Wednesday, December 9, 2015

41 Days of Drinks (day 19)

• This is the latest entry in a daily feature that will run through New Year's Eve. To provide it, I combed through all sorts of sources -- my own archives, bar books, distillers' ideas, etc. -- even press releases from breathless PR people seeking to get their clients' products mentioned.

So far in this series, I've given you 18 different cocktails to try. But, realizing each one will take a few minutes to make and you may need to pour something very quickly for a guest, I offer this alternative. It isn't a cocktail, per se, but it is a tasty concoction on its own.
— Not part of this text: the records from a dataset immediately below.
/// State a job ends in once its work has returned.
///
/// An aggregator only carries a sub-job's failure through its handle: it
/// ends finished, or canceled when cancellation was requested.
fn terminal_state(kind: JobKind, succeeded: bool, cancel_requested: bool) -> JobState {
    match kind {
        JobKind::Aggregator if cancel_requested => JobState::Canceled,
        JobKind::Aggregator => JobState::Finished,
        _ if !succeeded => JobState::Failed,
        _ if cancel_requested => JobState::Canceled,
        _ => JobState::Finished,
    }
}

impl PartialEq for Job {
    fn eq(&self, other: &Self) -> bool {
        self.inner.id == other.inner.id
    }
}

impl Eq for Job {}

impl std::fmt::Debug for Job {
    fn fmt(&self, f: &mut std::fmt::Formatter<'_>) -> std::fmt::Result {
        f.debug_struct("Job")
            .field("id", &self.id())
            .field("name", &self.name())
            .field("kind", &self.kind())
            .field("state", &self.state())
            .finish()
    }
}
//! Error types for jobs-rs.
//!
//! [`Error`] covers programming errors surfaced immediately by the API
//! (running a job twice, bad aggregation). [`JobFailure`] is what a job's
//! work produced when it failed; it travels through the asynchronous handle
//! and is only seen by whoever calls `get()`.

use std::any::Any;
use std::fmt;
use std::sync::Arc;

use thiserror::Error;

use crate::model::JobState;

#[derive(Debug, Error)]
pub enum Error {
    #[error("job {0} has not been run yet")]
    Waiting(String),

    #[error("job {0} has already been run")]
    AlreadyStarted(String),

    #[error("aggregator {0} cannot be added to itself")]
    SelfAggregation(String),

    #[error("adding {sub} to {aggregator} would create a cycle")]
    Cycle { aggregator: String, sub: String },

    #[error("job {sub} is already registered in {aggregator}")]
    AlreadyRegistered { aggregator: String, sub: String },

    #[error("cannot add jobs to {aggregator} while it is {state}")]
    InvalidState { aggregator: String, state: JobState },

    #[error("invalid weight {0}: must be finite and non-negative")]
    InvalidWeight(f64),

    #[error("weight {weight} for {sub} overflows the work units of {aggregator}")]
    WeightOverflow {
        aggregator: String,
        sub: String,
        weight: f64,
    },

    #[error("configuration error: {0}")]
    Config(String),

    #[error("{0}")]
    Other(String),
}

pub type Result<T> = std::result::Result<T, Error>;

/// Panic payload captured from a job's work.
#[derive(Debug, Error)]
#[error("work panicked: {0}")]
pub struct Panicked(pub String);

/// The failure a job's work ended with.
///
/// Cloning is cheap and every clone refers to the same underlying error, so
/// the failure re-raised by an aggregator is the one its sub-job produced.
#[derive(Clone)]
pub struct JobFailure {
    job: String,
    error: Arc<anyhow::Error>,
}

impl JobFailure {
    pub fn new(job: impl Into<String>, error: anyhow::Error) -> Self {
        Self {
            job: job.into(),
            error: Arc::new(error),
        }
    }

    pub(crate) fn panicked(job: impl Into<String>, payload: Box<dyn Any + Send>) -> Self {
        let message = if let Some(s) = payload.downcast_ref::<&str>() {
            (*s).to_string()
        } else if let Some(s) = payload.downcast_ref::<String>() {
            s.clone()
        } else {
            "non-string panic payload".to_string()
        };
        Self::new(job, anyhow::Error::new(Panicked(message)))
    }

    /// Name of the job whose work failed.
    pub fn job(&self) -> &str {
        &self.job
    }

    pub fn error(&self) -> &anyhow::Error {
        &self.error
    }

    pub fn downcast_ref<E>(&self) -> Option<&E>
    where
        E: fmt::Display + fmt::Debug + Send + Sync + 'static,
    {
        self.error.downcast_ref::<E>()
    }

    pub fn is_panic(&self) -> bool {
        self.error.is::<Panicked>()
    }

    /// True when both values carry the very same error.
    pub fn same_as(&self, other: &JobFailure) -> bool {
        Arc::ptr_eq(&self.error, &other.error)
    }
}

impl fmt::Debug for JobFailure {
    fn fmt(&self, f: &mut fmt::Formatter<'_>) -> fmt::Result {
        f.debug_struct("JobFailure")
            .field("job", &self.job)
            .field("error", &self.error)
            .finish()
    }
}

impl fmt::Display for JobFailure {
    fn fmt(&self, f: &mut fmt::Formatter<'_>) -> fmt::Result {
        write!(f, "job {} failed: {}", self.job, self.error)
    }
}

impl std::error::Error for JobFailure {
    fn source(&self) -> Option<&(dyn std::error::Error + 'static)> {
        let source: &(dyn std::error::Error + Send + Sync + 'static) = (*self.error).as_ref();
        Some(source)
    }
}
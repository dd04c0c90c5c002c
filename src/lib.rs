//! # jobs-rs
//!
//! Cancellable, progress-reporting jobs that compose into trees.
//!
//! A [`Job`] wraps a unit of work, reports done/total work units and a log,
//! and can be canceled cooperatively. An [`Aggregator`] presents weighted
//! sub-jobs as one job and runs them concurrently. An [`Observer`] adapts an
//! existing long-running operation that reports progress on its own.
//! Running a job yields a [`JobFuture`] that settles once the job reaches a
//! terminal state.
//!
//! Every job carries a tracing span; state transitions and sub-job
//! registrations are also counted through OpenTelemetry metrics.

pub mod aggregator;
pub mod config;
pub mod error;
pub mod event;
pub mod job;
pub mod model;
pub mod observer;
pub mod telemetry;
pub mod worker;

pub use aggregator::Aggregator;
pub use error::{Error, JobFailure, Panicked, Result};
pub use job::{Job, JobFuture, Outcome, Task};
pub use model::{JobId, JobKind, JobSnapshot, JobState};
pub use observer::Observer;
pub use worker::{Inline, Worker};
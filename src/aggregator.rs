//! Composite jobs.
//!
//! An aggregator presents a tree of sub-jobs as a single job. A sub-job
//! added with weight `w` is worth `norm = round(w * 100)` units: it adds
//! `norm` to the aggregator's total while its own total is measured, and
//! `round(norm * progress)` to the aggregator's done count. That last value
//! is cached per sub-job so each progress tick only applies a delta.
//!
//! Hooks installed on a sub-job hold a weak reference to the aggregator and
//! the sub-job's [`JobId`]; they look the cached entry up on every call.

use std::collections::HashMap;
use std::ops::Deref;
use std::sync::Arc;
use std::sync::atomic::{AtomicUsize, Ordering};

use tracing::debug;

use crate::error::{Error, Result};
use crate::job::hooks::Pending;
use crate::job::{Core, Job, JobFuture, Outcome, WeakJob};
use crate::model::{JobId, JobKind, JobState, NORMALIZED_SCALE};
use crate::telemetry::metrics;

/// Sub-job table, kept inside the aggregator's own core.
#[derive(Default)]
pub(crate) struct Aggregate {
    pub(crate) sub_jobs: Vec<Job>,
    infos: HashMap<JobId, JobInfo>,
    /// Sum of every registered norm. Bounds both aggregate counters.
    committed: u64,
}

/// What a sub-job currently contributes to its aggregator.
#[derive(Debug, Clone, Copy)]
struct JobInfo {
    norm: u64,
    last_value: u64,
    had_total_work: bool,
}

/// A job whose counters are the weighted union of its sub-jobs' counters.
#[derive(Clone, Debug, PartialEq, Eq)]
pub struct Aggregator {
    job: Job,
}

impl Aggregator {
    pub fn new(name: impl Into<String>) -> Self {
        Self {
            job: Job::build(
                name.into(),
                JobKind::Aggregator,
                JobState::Waiting,
                0,
                None,
            ),
        }
    }

    pub fn job(&self) -> &Job {
        &self.job
    }

    /// Register `sub` with the given weight.
    ///
    /// Allowed while the aggregator is waiting or running. Sub-jobs added
    /// after `run()` count towards progress but are not run by it.
    pub fn add(&self, sub: &Job, weight: f64) -> Result<()> {
        let this = &self.job;
        if sub.id() == this.id() {
            return Err(Error::SelfAggregation(this.name().to_string()));
        }
        if !weight.is_finite() || weight < 0.0 {
            return Err(Error::InvalidWeight(weight));
        }
        if sub.contains(this.id()) {
            return Err(Error::Cycle {
                aggregator: this.name().to_string(),
                sub: sub.name().to_string(),
            });
        }

        let norm = (weight * NORMALIZED_SCALE).round() as u64;
        let mut pending = Pending::default();
        {
            let mut core = this.write();
            if !matches!(core.state, JobState::Waiting | JobState::Running) {
                return Err(Error::InvalidState {
                    aggregator: this.name().to_string(),
                    state: core.state,
                });
            }
            if core.aggregate.infos.contains_key(&sub.id()) {
                return Err(Error::AlreadyRegistered {
                    aggregator: this.name().to_string(),
                    sub: sub.name().to_string(),
                });
            }
            // Checked before anything is installed on the sub-job.
            let Some(committed) = core.aggregate.committed.checked_add(norm) else {
                return Err(Error::WeightOverflow {
                    aggregator: this.name().to_string(),
                    sub: sub.name().to_string(),
                    weight,
                });
            };
            core.aggregate.committed = committed;

            // Hooks go in before the sub-job is sampled: an update landing in
            // between blocks on our lock and reconciles once we are done.
            let parent = this.downgrade();
            sub.add_done_work_hook({
                let parent = parent.clone();
                move |sub, _| reconcile(&parent, sub)
            });
            sub.add_total_work_units_hook({
                let parent = parent.clone();
                move |sub, _| reconcile(&parent, sub)
            });
            let logs = sub.subscribe_logs(move |sub, message| {
                if let Some(parent) = parent.upgrade() {
                    parent.log(prefixed(sub.name(), message));
                }
            });

            let (done, total) = sub.work_units();
            let had_total_work = total > 0;
            let last_value = scaled(norm, done, total);

            let new_total = core
                .total_work_units
                .saturating_add(if had_total_work { norm } else { 0 });
            let new_done = core.done_work_units.saturating_add(last_value);
            apply_counters(&mut core, new_total, new_done, &mut pending);

            core.aggregate.infos.insert(
                sub.id(),
                JobInfo {
                    norm,
                    last_value,
                    had_total_work,
                },
            );
            core.aggregate.sub_jobs.push(sub.clone());

            let target = sub.clone();
            core.hooks.cancel.push(Arc::new(move |_: &Job| {
                target.cancel();
            }));

            for line in logs {
                core.append_log(prefixed(sub.name(), &line), &mut pending);
            }
        }
        pending.fire(this);

        metrics::sub_jobs_added().add(1, &[]);
        debug!(
            aggregator = %this.name(),
            sub_job = %sub.name(),
            weight,
            norm,
            "sub-job added"
        );
        Ok(())
    }
}

impl Deref for Aggregator {
    type Target = Job;

    fn deref(&self) -> &Job {
        &self.job
    }
}

impl AsRef<Job> for Aggregator {
    fn as_ref(&self) -> &Job {
        &self.job
    }
}

impl From<Aggregator> for Job {
    fn from(aggregator: Aggregator) -> Job {
        aggregator.job
    }
}

fn prefixed(name: &str, message: &str) -> String {
    format!("[{name}] {message}")
}

/// `round(norm * done / total)`, zero while the total is not measured.
fn scaled(norm: u64, done: u64, total: u64) -> u64 {
    if total == 0 {
        return 0;
    }
    (norm as f64 * done as f64 / total as f64).round() as u64
}

/// Apply new counters without a transient done > total: a growing total is
/// applied before done, a shrinking one after it.
fn apply_counters(core: &mut Core, total: u64, done: u64, pending: &mut Pending) {
    if total >= core.total_work_units {
        if total != core.total_work_units {
            core.set_total_work_units(total, pending);
        }
        if done != core.done_work_units {
            core.set_done_work_units(done, pending);
        }
    } else {
        if done != core.done_work_units {
            core.set_done_work_units(done, pending);
        }
        core.set_total_work_units(total, pending);
    }
}

/// Bring the aggregator's counters in line with `sub`'s current counters.
fn reconcile(parent: &WeakJob, sub: &Job) {
    let Some(parent) = parent.upgrade() else {
        return;
    };
    let mut pending = Pending::default();
    {
        let mut core = parent.write();
        let Some(info) = core.aggregate.infos.get(&sub.id()).copied() else {
            return;
        };
        let (done, total) = sub.work_units();
        let has_total_work = total > 0;
        let last_value = scaled(info.norm, done, total);

        let mut new_total = core.total_work_units;
        if has_total_work && !info.had_total_work {
            new_total = new_total.saturating_add(info.norm);
        } else if !has_total_work && info.had_total_work {
            new_total = new_total.saturating_sub(info.norm);
        }
        // Add before subtracting so the unsigned sum never dips below zero.
        // Only a sum past u64::MAX falls back to subtracting first.
        let new_done = match core.done_work_units.checked_add(last_value) {
            Some(sum) => sum.saturating_sub(info.last_value),
            None => core.done_work_units.saturating_sub(info.last_value) + last_value,
        };

        core.aggregate.infos.insert(
            sub.id(),
            JobInfo {
                last_value,
                had_total_work: has_total_work,
                ..info
            },
        );
        apply_counters(&mut core, new_total, new_done, &mut pending);
    }
    pending.fire(&parent);
}

/// Run every sub-job registered so far and complete `this` once all of
/// them have settled, with the first failure in registration order.
pub(crate) fn launch(this: &Job) {
    let sub_jobs = this.sub_jobs();
    let futures: Arc<Vec<JobFuture>> = Arc::new(
        sub_jobs
            .iter()
            .map(|sub| {
                // Already running elsewhere: join it instead.
                sub.launch();
                sub.future()
            })
            .collect(),
    );

    if futures.is_empty() {
        this.complete(Ok(()));
        return;
    }

    let remaining = Arc::new(AtomicUsize::new(futures.len()));
    for future in futures.iter() {
        let remaining = Arc::clone(&remaining);
        let futures = Arc::clone(&futures);
        // Strong: a running aggregator lives until its sub-jobs settle.
        let this = this.clone();
        future.on_settled(move |_| {
            if remaining.fetch_sub(1, Ordering::AcqRel) == 1 {
                this.complete(first_failure(&futures));
            }
        });
    }
}

fn first_failure(futures: &[JobFuture]) -> Outcome {
    futures
        .iter()
        .find_map(|future| future.try_get().and_then(std::result::Result::err))
        .map_or(Ok(()), Err)
}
This aperitif (pronounced dew bone A) is a blend of fortified wine, herbs, and spices with fermentation being stopped by the addition of alcohol.

It was created in 1846 by Joseph Dubonnet, his entry in a competition run by the French government to find a way to persuade soldiers stationed with the French Foreign Legion in North Africa to drink quinine, which is part of the Dubonnet recipe. Quinine is used to combat malaria, a disease prevalent in most places the Legionnnaires were posted, but is very bitter and, thus, not drinkable on its own.

The brand-name Dubonnet was taken over by the beverage giant Pernod Ricard in 1976. It is available in Rouge (red), Blanc (vanilla) and Gold (orange) varieties.

Incidentally, Britain's late queen mother, Elizabeth, was a noted imbiber of a cocktail that was 70% Dubonnet and 30% gin. Queen Elizabeth II also has been photographed enjoying a Dubbonet-and-gin, which she has before lunch nearly every day.